Top of PROVIDED DATA

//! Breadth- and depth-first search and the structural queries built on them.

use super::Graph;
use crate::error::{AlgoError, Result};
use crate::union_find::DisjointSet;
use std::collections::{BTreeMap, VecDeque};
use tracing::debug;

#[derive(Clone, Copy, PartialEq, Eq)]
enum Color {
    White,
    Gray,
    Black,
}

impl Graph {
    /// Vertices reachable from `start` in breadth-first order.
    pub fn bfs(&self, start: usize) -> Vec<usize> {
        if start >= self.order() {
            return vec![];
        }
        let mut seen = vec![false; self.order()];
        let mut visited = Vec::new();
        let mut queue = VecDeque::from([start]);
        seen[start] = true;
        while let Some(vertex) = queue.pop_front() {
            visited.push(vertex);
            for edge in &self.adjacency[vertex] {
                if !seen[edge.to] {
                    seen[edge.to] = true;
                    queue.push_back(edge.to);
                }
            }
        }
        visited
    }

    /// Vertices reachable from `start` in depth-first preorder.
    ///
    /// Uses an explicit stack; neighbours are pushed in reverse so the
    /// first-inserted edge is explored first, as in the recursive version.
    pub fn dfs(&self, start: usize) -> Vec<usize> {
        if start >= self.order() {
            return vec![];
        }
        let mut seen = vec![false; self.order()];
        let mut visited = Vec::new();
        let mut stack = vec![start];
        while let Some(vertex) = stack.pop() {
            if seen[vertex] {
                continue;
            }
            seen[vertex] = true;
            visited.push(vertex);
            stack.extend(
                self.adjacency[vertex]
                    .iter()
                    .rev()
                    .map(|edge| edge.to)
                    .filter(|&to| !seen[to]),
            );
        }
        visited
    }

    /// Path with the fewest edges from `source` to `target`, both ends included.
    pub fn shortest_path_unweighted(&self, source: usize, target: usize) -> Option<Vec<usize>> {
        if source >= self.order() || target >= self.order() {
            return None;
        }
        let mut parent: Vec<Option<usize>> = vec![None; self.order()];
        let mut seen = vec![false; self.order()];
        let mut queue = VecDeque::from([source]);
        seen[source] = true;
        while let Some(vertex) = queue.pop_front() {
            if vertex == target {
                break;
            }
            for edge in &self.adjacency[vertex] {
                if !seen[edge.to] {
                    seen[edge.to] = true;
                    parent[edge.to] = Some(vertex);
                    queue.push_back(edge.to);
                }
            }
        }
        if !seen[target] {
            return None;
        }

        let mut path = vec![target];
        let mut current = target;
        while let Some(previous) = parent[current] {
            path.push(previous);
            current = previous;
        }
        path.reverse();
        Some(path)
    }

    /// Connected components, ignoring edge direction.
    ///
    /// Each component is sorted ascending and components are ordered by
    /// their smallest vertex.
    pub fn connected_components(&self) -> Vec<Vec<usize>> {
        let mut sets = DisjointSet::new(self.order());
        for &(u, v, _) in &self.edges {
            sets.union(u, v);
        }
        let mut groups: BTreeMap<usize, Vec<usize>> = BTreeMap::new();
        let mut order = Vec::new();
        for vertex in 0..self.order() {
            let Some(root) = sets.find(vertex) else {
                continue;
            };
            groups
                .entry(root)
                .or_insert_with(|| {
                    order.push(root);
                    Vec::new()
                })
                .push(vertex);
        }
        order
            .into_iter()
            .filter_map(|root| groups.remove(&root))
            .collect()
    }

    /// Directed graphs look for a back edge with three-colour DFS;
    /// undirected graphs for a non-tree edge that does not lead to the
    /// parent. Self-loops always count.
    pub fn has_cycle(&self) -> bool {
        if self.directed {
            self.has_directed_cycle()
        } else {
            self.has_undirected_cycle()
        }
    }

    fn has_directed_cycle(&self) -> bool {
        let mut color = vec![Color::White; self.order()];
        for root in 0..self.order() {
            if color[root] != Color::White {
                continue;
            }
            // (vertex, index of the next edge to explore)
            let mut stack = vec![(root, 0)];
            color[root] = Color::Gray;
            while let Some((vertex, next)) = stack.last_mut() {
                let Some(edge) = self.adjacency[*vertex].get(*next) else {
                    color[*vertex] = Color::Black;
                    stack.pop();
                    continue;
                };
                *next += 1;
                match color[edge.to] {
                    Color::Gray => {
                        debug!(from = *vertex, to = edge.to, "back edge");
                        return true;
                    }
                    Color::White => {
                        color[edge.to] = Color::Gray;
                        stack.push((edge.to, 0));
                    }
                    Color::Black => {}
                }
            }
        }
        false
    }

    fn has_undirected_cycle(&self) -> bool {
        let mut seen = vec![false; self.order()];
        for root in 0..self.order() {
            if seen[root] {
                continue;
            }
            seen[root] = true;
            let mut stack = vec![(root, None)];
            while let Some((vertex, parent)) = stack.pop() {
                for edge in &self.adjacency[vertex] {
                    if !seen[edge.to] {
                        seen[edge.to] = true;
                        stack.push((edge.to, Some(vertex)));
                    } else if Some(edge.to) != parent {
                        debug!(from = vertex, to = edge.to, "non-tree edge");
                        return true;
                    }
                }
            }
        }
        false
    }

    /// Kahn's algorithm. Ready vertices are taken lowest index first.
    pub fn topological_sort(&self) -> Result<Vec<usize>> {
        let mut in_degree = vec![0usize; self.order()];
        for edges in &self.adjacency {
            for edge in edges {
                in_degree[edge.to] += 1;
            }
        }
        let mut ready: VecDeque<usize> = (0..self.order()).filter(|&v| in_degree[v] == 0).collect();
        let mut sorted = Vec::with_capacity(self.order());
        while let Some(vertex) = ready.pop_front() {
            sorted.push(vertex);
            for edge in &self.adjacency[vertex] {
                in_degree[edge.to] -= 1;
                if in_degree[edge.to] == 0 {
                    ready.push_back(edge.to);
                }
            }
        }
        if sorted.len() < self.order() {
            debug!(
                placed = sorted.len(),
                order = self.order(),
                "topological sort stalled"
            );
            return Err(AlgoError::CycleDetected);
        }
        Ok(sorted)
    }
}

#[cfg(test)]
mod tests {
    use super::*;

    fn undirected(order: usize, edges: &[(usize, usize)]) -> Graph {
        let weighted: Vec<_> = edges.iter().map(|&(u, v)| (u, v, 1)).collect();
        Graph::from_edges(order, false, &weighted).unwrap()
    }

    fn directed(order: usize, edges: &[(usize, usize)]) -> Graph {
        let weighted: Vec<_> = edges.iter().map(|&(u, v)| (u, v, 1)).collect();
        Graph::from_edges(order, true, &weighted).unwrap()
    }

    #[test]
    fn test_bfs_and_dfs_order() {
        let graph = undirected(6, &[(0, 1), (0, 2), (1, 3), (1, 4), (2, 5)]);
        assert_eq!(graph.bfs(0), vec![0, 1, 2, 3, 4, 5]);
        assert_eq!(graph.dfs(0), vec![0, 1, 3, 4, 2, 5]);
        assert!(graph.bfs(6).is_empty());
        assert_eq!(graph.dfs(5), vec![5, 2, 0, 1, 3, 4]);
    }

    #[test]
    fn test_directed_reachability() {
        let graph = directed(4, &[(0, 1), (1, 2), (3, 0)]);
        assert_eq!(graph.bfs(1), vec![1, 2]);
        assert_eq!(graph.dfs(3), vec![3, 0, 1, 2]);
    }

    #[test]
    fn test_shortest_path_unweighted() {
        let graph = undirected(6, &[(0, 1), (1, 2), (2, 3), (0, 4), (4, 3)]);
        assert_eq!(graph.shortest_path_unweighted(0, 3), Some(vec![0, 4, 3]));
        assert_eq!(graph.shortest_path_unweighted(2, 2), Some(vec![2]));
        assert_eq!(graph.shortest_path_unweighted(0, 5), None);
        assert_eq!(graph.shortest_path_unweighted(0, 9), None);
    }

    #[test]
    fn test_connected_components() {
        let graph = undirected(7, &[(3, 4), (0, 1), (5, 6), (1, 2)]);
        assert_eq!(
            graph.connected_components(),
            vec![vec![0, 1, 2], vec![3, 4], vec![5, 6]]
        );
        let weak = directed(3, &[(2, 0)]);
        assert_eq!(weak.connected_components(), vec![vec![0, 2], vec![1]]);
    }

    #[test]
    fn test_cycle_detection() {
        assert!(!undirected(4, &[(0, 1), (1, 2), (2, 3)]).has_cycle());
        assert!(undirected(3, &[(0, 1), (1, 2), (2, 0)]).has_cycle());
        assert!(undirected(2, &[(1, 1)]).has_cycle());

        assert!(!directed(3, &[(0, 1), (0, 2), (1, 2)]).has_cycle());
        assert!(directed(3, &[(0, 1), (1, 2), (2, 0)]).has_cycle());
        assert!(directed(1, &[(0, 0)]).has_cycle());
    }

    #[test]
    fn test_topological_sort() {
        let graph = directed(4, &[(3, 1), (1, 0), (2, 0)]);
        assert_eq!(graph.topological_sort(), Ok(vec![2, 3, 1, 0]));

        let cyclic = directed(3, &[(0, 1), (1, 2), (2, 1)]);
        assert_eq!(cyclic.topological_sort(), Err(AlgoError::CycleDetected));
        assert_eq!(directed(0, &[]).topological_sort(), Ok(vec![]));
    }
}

Bottom of PROVIDED DATA
Top of PROVIDED DATA

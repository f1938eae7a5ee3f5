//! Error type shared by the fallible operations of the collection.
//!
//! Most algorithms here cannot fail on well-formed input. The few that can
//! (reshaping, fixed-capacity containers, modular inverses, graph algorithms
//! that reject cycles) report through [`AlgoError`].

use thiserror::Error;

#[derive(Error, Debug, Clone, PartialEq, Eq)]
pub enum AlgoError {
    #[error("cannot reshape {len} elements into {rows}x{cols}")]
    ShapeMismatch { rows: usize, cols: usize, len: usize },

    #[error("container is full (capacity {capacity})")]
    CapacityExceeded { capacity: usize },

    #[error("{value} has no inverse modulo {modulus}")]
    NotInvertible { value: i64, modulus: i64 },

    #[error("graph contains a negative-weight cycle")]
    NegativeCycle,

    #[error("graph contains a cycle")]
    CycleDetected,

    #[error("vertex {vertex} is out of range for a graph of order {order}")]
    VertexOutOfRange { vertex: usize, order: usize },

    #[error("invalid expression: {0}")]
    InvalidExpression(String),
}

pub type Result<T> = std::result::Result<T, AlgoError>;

Bottom of PROVIDED DATA

• _TASK GOAL_
Across the entries above, work out how many lines hold "Gray". The answer is that number alone.

• _OUTPUT BELOW_
4